And it turns out, he said, that this makes all the difference when it comes to strong, healthy, happy marriages that last ‘till death do us part.’

“Your relationship is being sacramentalized,” he said, “whereby the God who created you now personally blesses your union.”

“As a result, special grace becomes constantly available to you both for the rest of your married life together and you can call upon it as often as you need it, in good times and bad, in sickness or in health, in joy or in sorrow.”

McDonald said that such special graces are real and are for the taking for when a husband and wife find themselves going through hard times.

It’s a needed message in a time when marriage is under massive assault. So many young people are giving up on marriage because a life-long commitment seems impossible. Many marriages that seemed strong at the beginning are falling apart when the “good times” leave and the “bad times” come.

God promises to “give you divine strength in hard times and to be always faithful to you. God cannot be unfaithful and so you can be utterly certain that he will always be by your side, ready and eager to give you whatever you need along the road you will travel together,” said McDonald.

The deacon outlined the main obligation Christian spouses have to one another.

“Your obligation to one another can be summed up in one simple statement: Your duty is to help each other get to heaven,” he said.

The husband fulfills this obligation by being the “moral authority” in the home, part of which means calling “your wife to prayer and to gentle obedience to the holy precepts and commandments of God.”

The wife fulfills this obligation by being the “love authority” of the union. “You must teach your husband the mysteries of God’s love, because it is the woman’s heart which intuitively understands this mystery far more naturally than a man.”

“You must encourage each other to grow in God’s wisdom, that is to say, to grow in holiness and to become the saints which God created you to be,” he said.

McDonald said that while husband and wife are called to become “one flesh,” this means more than bodily union, but a union of “mind and heart.”

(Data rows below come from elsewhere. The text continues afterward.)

// error.rs
use std::io;
use thiserror::Error;

/// Pattern-compilation error, as raised by `patterns::brace` and
/// `patterns::micromatch` while turning a caller's glob string into a
/// compiled `GlobSet`/`Regex`. Kept narrow and separate from
/// [`FsContextError`]: this is an internal compile-time failure, not one
/// of the closed outward-facing kinds in spec §3 — it gets folded into
/// `ErrorKind::InvalidPattern` at the operation boundary (see `From` below).
#[derive(Error, Debug, Clone)]
pub enum GlobError {
    /// I/O error from filesystem operations
    #[error("IO error: {0}")]
    Io(String),

    /// Regex compilation error
    #[error("Regex error: {0}")]
    Regex(String),

    /// Invalid pattern syntax
    #[error("Invalid pattern: {0}")]
    InvalidPattern(String),

    /// Walkdir traversal error
    #[error("Walkdir error: {0}")]
    Walkdir(String),

    /// Other unspecified errors
    #[error("Other error: {0}")]
    Other(String),

    /// Brace expansion exceeded maximum depth
    #[error("Brace expansion exceeded maximum depth")]
    BraceExpansionDepth,

    /// Brace expansion exceeded maximum number of expansions
    #[error("Brace expansion exceeded maximum expansions")]
    BraceExpansionCount,

    /// Regex pattern too complex, too long, or flagged as a ReDoS risk
    #[error("Regex pattern too complex or unsafe (possible ReDoS): {0}")]
    RegexTooComplex(String),

    /// Path traversal attempt detected and blocked
    #[error("Path traversal not allowed")]
    PathTraversal,
}

impl From<io::Error> for GlobError {
    fn from(e: io::Error) -> Self {
        GlobError::Io(e.to_string())
    }
}

impl From<regex::Error> for GlobError {
    fn from(e: regex::Error) -> Self {
        GlobError::Regex(e.to_string())
    }
}

impl From<walkdir::Error> for GlobError {
    fn from(e: walkdir::Error) -> Self {
        GlobError::Walkdir(e.to_string())
    }
}

/// Closed set of error categories surfaced to callers (spec §3, §7).
///
/// Every failure path in this crate maps to exactly one of these kinds.
/// The set is closed deliberately: adding a new failure mode means picking
/// the existing kind it most resembles, not growing the enum.
#[derive(Debug, Clone, Copy, PartialEq, Eq, serde::Serialize, serde::Deserialize)]
#[serde(rename_all = "SCREAMING_SNAKE_CASE")]
pub enum ErrorKind {
    AccessDenied,
    NotFound,
    NotFile,
    NotDirectory,
    TooLarge,
    BinaryFile,
    Timeout,
    Cancelled,
    InvalidPattern,
    InvalidInput,
    PermissionDenied,
    SymlinkNotAllowed,
    PathTraversal,
    Unknown,
}

impl ErrorKind {
    pub fn code(&self) -> &'static str {
        match self {
            ErrorKind::AccessDenied => "E_ACCESS_DENIED",
            ErrorKind::NotFound => "E_NOT_FOUND",
            ErrorKind::NotFile => "E_NOT_FILE",
            ErrorKind::NotDirectory => "E_NOT_DIRECTORY",
            ErrorKind::TooLarge => "E_TOO_LARGE",
            ErrorKind::BinaryFile => "E_BINARY_FILE",
            ErrorKind::Timeout => "E_TIMEOUT",
            ErrorKind::Cancelled => "E_CANCELLED",
            ErrorKind::InvalidPattern => "E_INVALID_PATTERN",
            ErrorKind::InvalidInput => "E_INVALID_INPUT",
            ErrorKind::PermissionDenied => "E_PERMISSION_DENIED",
            ErrorKind::SymlinkNotAllowed => "E_SYMLINK_NOT_ALLOWED",
            ErrorKind::PathTraversal => "E_PATH_TRAVERSAL",
            ErrorKind::Unknown => "E_UNKNOWN",
        }
    }
}

/// A user-facing error, carrying the kind plus the original (never
/// resolved) user-supplied path and an optional remediation hint.
///
/// §4.1's failure model requires that the *original* path appear in
/// errors, never the symlink-resolved real path — surfacing the real path
/// would leak canonical locations outside the allowed roots.
#[derive(Debug, Error, Clone, serde::Serialize)]
#[error("{kind:?}: {message}")]
pub struct FsContextError {
    pub kind: ErrorKind,
    pub message: String,
    pub path: Option<String>,
    pub suggestion: Option<String>,
}

impl FsContextError {
    pub fn new(kind: ErrorKind, message: impl Into<String>) -> Self {
        Self {
            kind,
            message: message.into(),
            path: None,
            suggestion: None,
        }
    }

    pub fn with_path(mut self, path: impl Into<String>) -> Self {
        self.path = Some(path.into());
        self
    }

    pub fn with_suggestion(mut self, suggestion: impl Into<String>) -> Self {
        self.suggestion = Some(suggestion.into());
        self
    }

    pub fn access_denied(path: impl Into<String>) -> Self {
        Self::new(ErrorKind::AccessDenied, "path is outside the allowed roots").with_path(path)
    }

    pub fn not_found(path: impl Into<String>) -> Self {
        Self::new(ErrorKind::NotFound, "no such file or directory").with_path(path)
    }

    pub fn not_a_directory(path: impl Into<String>) -> Self {
        Self::new(ErrorKind::NotDirectory, "not a directory").with_path(path)
    }

    pub fn not_a_file(path: impl Into<String>) -> Self {
        Self::new(ErrorKind::NotFile, "not a regular file").with_path(path)
    }

    pub fn symlink_not_allowed(path: impl Into<String>) -> Self {
        Self::new(ErrorKind::SymlinkNotAllowed, "symlink target escapes allowed roots")
            .with_path(path)
    }

    pub fn cancelled() -> Self {
        Self::new(ErrorKind::Cancelled, "operation was cancelled")
    }

    pub fn timeout() -> Self {
        Self::new(ErrorKind::Timeout, "operation exceeded its deadline")
    }

    pub fn invalid_input(message: impl Into<String>) -> Self {
        Self::new(ErrorKind::InvalidInput, message)
    }

    pub fn invalid_pattern(message: impl Into<String>) -> Self {
        Self::new(ErrorKind::InvalidPattern, message)
    }

    pub fn too_large(path: impl Into<String>) -> Self {
        Self::new(ErrorKind::TooLarge, "file exceeds the configured size limit").with_path(path)
    }

    pub fn binary_file(path: impl Into<String>) -> Self {
        Self::new(ErrorKind::BinaryFile, "file appears to be binary").with_path(path)
    }

    /// Maps an OS error by kind/errno per the table in spec §7.
    pub fn from_io(err: &io::Error, path: impl Into<String>) -> Self {
        let path = path.into();
        let kind = match err.kind() {
            io::ErrorKind::NotFound => ErrorKind::NotFound,
            io::ErrorKind::PermissionDenied => ErrorKind::PermissionDenied,
            io::ErrorKind::TimedOut => ErrorKind::Timeout,
            _ => match err.raw_os_error() {
                #[cfg(unix)]
                Some(20) => ErrorKind::NotDirectory, // ENOTDIR
                #[cfg(unix)]
                Some(21) => ErrorKind::NotFile, // EISDIR
                #[cfg(unix)]
                Some(40) => ErrorKind::SymlinkNotAllowed, // ELOOP
                _ => ErrorKind::Unknown,
            },
        };
        Self::new(kind, err.to_string()).with_path(path)
    }
}

impl From<io::Error> for FsContextError {
    fn from(err: io::Error) -> Self {
        FsContextError::from_io(&err, "")
    }
}

impl From<walkdir::Error> for FsContextError {
    fn from(err: walkdir::Error) -> Self {
        let path = err
            .path()
            .map(|p| p.to_string_lossy().to_string())
            .unwrap_or_default();
        match err.io_error() {
            Some(io_err) => FsContextError::from_io(io_err, path),
            None => FsContextError::new(ErrorKind::Unknown, err.to_string()).with_path(path),
        }
    }
}

impl From<regex::Error> for FsContextError {
    fn from(err: regex::Error) -> Self {
        FsContextError::invalid_pattern(err.to_string())
    }
}

impl From<GlobError> for FsContextError {
    fn from(err: GlobError) -> Self {
        match err {
            GlobError::PathTraversal => FsContextError::new(ErrorKind::PathTraversal, err.to_string()),
            GlobError::RegexTooComplex(msg) => {
                FsContextError::invalid_pattern(format!("{} (possible ReDoS)", msg))
            }
            other => FsContextError::invalid_pattern(other.to_string()),
        }
    }
}

pub type FsResult<T> = Result<T, FsContextError>;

He said that this principle is “extremely important” when it comes to making decisions.

“When the two of you are in agreement about anything, the Holy Spirit has inspired that agreement and you can confidently proceed with your decision. But, what if you do not agree? What then?”

“Well, the Holy Spirit is still active, but he is waiting to see which one of you will give up his or her opinion and humbly submit to the opinion of the other – an act of true love,” he said.

A husband and wife will only truly love each other properly if they love God first, and love God more than one’s spouse.

“Alexander, you must love Marie-Therese more than you love yourself and you must love God more than you love Marie-Therese.  Likewise, Marie-Therese you must love Alexander more than you love yourself, and love God more than you love Alexander,” he said.

True love is not an emotion or feeling that flees during the bad times, but it is a choice rooted in the grace that came when the spouses exchanged vows.

“So, what does it mean to love one another? It means self-sacrifice and self-donation. It means giving yourself to the other with no conditions, no strings attached and even where this incurs suffering,” said the deacon.

“Some couples have the attitude of ‘I will love you so long as you love me.’ That is the wrong sentiment. The true Christian stance should be ‘I will love you always, even if you do not love me back.’ My love for you is not a faucet which I can turn on and off. It is an immutable fact, and you can totally trust in that.”

“Other couples say, ‘I will love you as long as you meet my needs.’  Well, that is hardly love at all. It is totally conditional, and the bottom line is, of course, that no human being can meet all of your needs all of the time and you can’t either."

“Love means serving one another. And, to do that well it means exploring each other as persons, discovering what makes your spouse happy and content, knowing what makes him or her unhappy or sad or even irritable and then setting about the holy task of serving with your special talents. Do everything for your spouse which is pleasing and as much as you can avoid that which is displeasing,” he added.

The deacon said a test of true love is a “willingness to lay down your life for your wife or husband,” which could happen in two ways.

“The first way is in the day-to-day routine of life, dying to self for the sake of the other in all kinds of little ways, giving up your immediate needs in the interest of your life-long spouse,” he said.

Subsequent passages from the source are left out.